THE REGISTRAR OF TRADE-MARKS

Référence : 2012 COMC 50

Date de la décision : 2012-02-28

 

 

DANS L’AFFAIRE DE L’OPPOSITION produite par Buddha Foodha, Inc. à l’encontre de la demande nº 1 282 207 pour la marque de commerce BUDDHA-BAR au nom de George V Eatertainment

 

 

[1]               Le 7 décembre 2005, George V Restauration, une société anonyme (qui est ensuite devenue George V Eatertainment) (la Requérante), a produit une demande d’enregistrement pour la marque de commerce BUDDHA-BAR (la Marque) fondée sur l’emploi projeté de la Marque au Canada en liaison avec les services suivants : « Services de restaurant, services de bar, services hôteliers ».

 

[2]               La demande, telle qu’elle a été initialement déposée, était également fondée sur l’emploi de la Marque en France et sur l’enregistrement consécutif à la demande d’enregistrement de marque de commerce no 4739281 produite le 23 novembre 2005 auprès de l’Office de l’harmonisation dans le marché intérieur (OHMI) pour l’Union européenne.
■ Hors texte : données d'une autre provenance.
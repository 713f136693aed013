//! CSS rules and keyframe animations.

use std::collections::BTreeMap;
use std::fmt;

use super::{Properties, Servable, set_property};
use crate::error::{Error, Result};

fn push_block(props: &Properties, out: &mut String) {
    out.push('{');
    for (key, value) in props {
        out.push_str(key);
        out.push(':');
        out.push_str(value);
        out.push(';');
    }
    out.push('}');
}

/// A CSS rule. The name is the selector, written as given.
#[derive(Debug, Clone)]
pub struct Style {
    name: String,
    properties: Properties,
}

impl Style {
    pub fn new(selector: impl Into<String>) -> Self {
        Self {
            name: selector.into(),
            properties: Properties::new(),
        }
    }

    pub fn with(mut self, key: impl Into<String>, value: impl fmt::Display) -> Self {
        set_property(&mut self, key, value);
        self
    }

    /// The class a component needs to be matched by this rule.
    pub fn class_name(&self) -> &str {
        self.name.strip_prefix('.').unwrap_or(&self.name)
    }

    /// `selector {k:v;}` without the surrounding `<style>` element.
    pub fn render_rule(&self, out: &mut String) {
        out.push_str(&self.name);
        out.push(' ');
        push_block(&self.properties, out);
    }
}

impl Servable for Style {
    fn name(&self) -> &str {
        &self.name
    }

    fn properties(&self) -> &Properties {
        &self.properties
    }

    fn properties_mut(&mut self) -> &mut Properties {
        &mut self.properties
    }

    fn render_into(&self, out: &mut String) {
        out.push_str("<style>");
        self.render_rule(out);
        out.push_str("</style>");
    }

    fn clone_box(&self) -> Box<dyn Servable> {
        Box::new(self.clone())
    }
}

/// Copies `src`'s declarations into `dst`, `src` winning on collisions.
pub fn merge_style(dst: &mut Style, src: &Style) {
    super::copy_properties(dst, src);
}

/// Keyframe position: a percentage or the `from`/`to` aliases.
pub trait IntoKeyframe {
    fn into_percent(self) -> Result<u8>;
}

impl IntoKeyframe for u8 {
    fn into_percent(self) -> Result<u8> {
        if self > 100 {
            return Err(Error::InvalidKeyframe(self.to_string()));
        }
        Ok(self)
    }
}

impl IntoKeyframe for &str {
    fn into_percent(self) -> Result<u8> {
        let key = self.trim();
        match key {
            "from" => Ok(0),
            "to" => Ok(100),
            _ => key
                .strip_suffix('%')
                .unwrap_or(key)
                .parse::<u8>()
                .map_err(|_| Error::InvalidKeyframe(self.to_string()))?
                .into_percent(),
        }
    }
}

/// A `@keyframes` animation.
///
/// Keyframes render in ascending percentage order whatever order they were
/// set in. The property bag holds the `animation-*` declarations that
/// [`animate`] copies onto a [`Style`].
#[derive(Debug, Clone)]
pub struct Animation {
    name: String,
    properties: Properties,
    keyframes: BTreeMap<u8, Properties>,
}

impl Animation {
    /// A 5.2 second, single-iteration animation with no delay.
    pub fn new(name: impl Into<String>) -> Self {
        let mut anim = Self {
            name: name.into(),
            properties: Properties::new(),
            keyframes: BTreeMap::new(),
        };
        anim.set_length(5.2);
        anim.set_delay(0.0);
        anim.set_iterations(Some(1));
        anim
    }

    /// Duration in seconds.
    pub fn set_length(&mut self, seconds: f64) -> &mut Self {
        set_property(self, "animation-duration", format!("{seconds}s"));
        self
    }

    pub fn set_delay(&mut self, seconds: f64) -> &mut Self {
        set_property(self, "animation-delay", format!("{seconds}s"));
        self
    }

    /// `None` loops forever.
    pub fn set_iterations(&mut self, count: Option<u32>) -> &mut Self {
        match count {
            Some(n) => set_property(self, "animation-iteration-count", n),
            None => set_property(self, "animation-iteration-count", "infinite"),
        }
        self
    }

    /// Replaces the keyframe at `key` with `declarations`.
    pub fn set_keyframe<K, I, P, V>(&mut self, key: K, declarations: I) -> Result<&mut Self>
    where
        K: IntoKeyframe,
        I: IntoIterator<Item = (P, V)>,
        P: Into<String>,
        V: fmt::Display,
    {
        let percent = key.into_percent()?;
        let props = declarations
            .into_iter()
            .map(|(k, v)| (k.into(), v.to_string()))
            .collect();
        self.keyframes.insert(percent, props);
        Ok(self)
    }

    /// Adds one declaration to the keyframe at `key`, creating it if needed.
    pub fn push_keyframe<K>(
        &mut self,
        key: K,
        property: impl Into<String>,
        value: impl fmt::Display,
    ) -> Result<&mut Self>
    where
        K: IntoKeyframe,
    {
        let percent = key.into_percent()?;
        self.keyframes
            .entry(percent)
            .or_default()
            .insert(property.into(), value.to_string());
        Ok(self)
    }

    /// Removes a keyframe. Returns whether one was there.
    pub fn delete_keyframe<K: IntoKeyframe>(&mut self, key: K) -> Result<bool> {
        let percent = key.into_percent()?;
        Ok(self.keyframes.remove(&percent).is_some())
    }

    pub fn keyframe<K: IntoKeyframe>(&self, key: K) -> Result<&Properties> {
        let percent = key.into_percent()?;
        self.keyframes
            .get(&percent)
            .ok_or_else(|| Error::PropertyNotFound(format!("{percent}%")))
    }

    pub fn keyframe_count(&self) -> usize {
        self.keyframes.len()
    }

    /// `@keyframes name {0% {...} ...}` without the `<style>` element.
    pub fn render_rule(&self, out: &mut String) {
        out.push_str("@keyframes ");
        out.push_str(&self.name);
        out.push_str(" {");
        for (percent, props) in &self.keyframes {
            out.push_str(&percent.to_string());
            out.push_str("% ");
            push_block(props, out);
        }
        out.push('}');
    }
}

impl Servable for Animation {
    fn name(&self) -> &str {
        &self.name
    }

    fn properties(&self) -> &Properties {
        &self.properties
    }

    fn properties_mut(&mut self) -> &mut Properties {
        &mut self.properties
    }

    fn render_into(&self, out: &mut String) {
        out.push_str("<style>");
        self.render_rule(out);
        out.push_str("</style>");
    }

    fn clone_box(&self) -> Box<dyn Servable> {
        Box::new(self.clone())
    }
}

/// Runs `animation` on elements matched by `style`.
///
/// Only the name is recorded; the animation must be written to the same
/// response for the browser to find it.
pub fn animate(style: &mut Style, animation: &Animation) {
    set_property(style, "animation-name", &animation.name);
    super::copy_properties(style, animation);
}

/// One entry of a [`StyleSheet`].
#[derive(Debug, Clone)]
pub enum Rule {
    Style(Style),
    Animation(Animation),
}

impl Rule {
    pub fn name(&self) -> &str {
        match self {
            Rule::Style(s) => s.name(),
            Rule::Animation(a) => a.name(),
        }
    }

    fn render_rule(&self, out: &mut String) {
        match self {
            Rule::Style(s) => s.render_rule(out),
            Rule::Animation(a) => a.render_rule(out),
        }
    }
}

impl From<Style> for Rule {
    fn from(style: Style) -> Self {
        Rule::Style(style)
    }
}

impl From<Animation> for Rule {
    fn from(animation: Animation) -> Self {
        Rule::Animation(animation)
    }
}

/// Several rules in one `<style>` element, in push order.
#[derive(Debug, Clone)]
pub struct StyleSheet {
    name: String,
    properties: Properties,
    rules: Vec<Rule>,
}

impl StyleSheet {
    pub fn new(name: impl Into<String>) -> Self {
        Self {
            name: name.into(),
            properties: Properties::new(),
            rules: Vec::new(),
        }
    }

    pub fn push(&mut self, rule: impl Into<Rule>) -> &mut Self {
        self.rules.push(rule.into());
        self
    }

    pub fn rule(mut self, rule: impl Into<Rule>) -> Self {
        self.push(rule);
        self
    }

    /// First rule with the given selector or animation name.
    pub fn get_rule_mut(&mut self, name: &str) -> Option<&mut Rule> {
        self.rules.iter_mut().find(|r| r.name() == name)
    }

    pub fn rules(&self) -> &[Rule] {
        &self.rules
    }
}

impl Servable for StyleSheet {
    fn name(&self) -> &str {
        &self.name
    }

    fn properties(&self) -> &Properties {
        &self.properties
    }

    fn properties_mut(&mut self) -> &mut Properties {
        &mut self.properties
    }

    fn render_into(&self, out: &mut String) {
        out.push_str("<style");
        if !self.name.is_empty() {
            out.push_str(" id=\"");
            super::escape_attr(&self.name, out);
            out.push('"');
        }
        out.push('>');
        for rule in &self.rules {
            rule.render_rule(out);
        }
        out.push_str("</style>");
    }

    fn clone_box(&self) -> Box<dyn Servable> {
        Box::new(self.clone())
    }
}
De plus, dans cette demande, la Requérante a revendiqué la priorité à l’égard de l’enregistrement de la marque de commerce no 4739281.

 

[3]               Le 17 juillet 2007, la Requérante a produit une demande révisée dans laquelle l’emploi et l’enregistrement à l’étranger ont été modifiés de façon à viser l’enregistrement de la Marque no 053395625 en France plutôt que l’enregistrement consécutif à la demande no 4739281 produite devant l’OHMI. La Requérante a également produit une copie certifiée de l’enregistrement no 053395625 en France.

 

[4]               Cette demande révisée a été annoncée aux fins d’opposition dans le Journal des marques de commerce du 7 novembre 2007.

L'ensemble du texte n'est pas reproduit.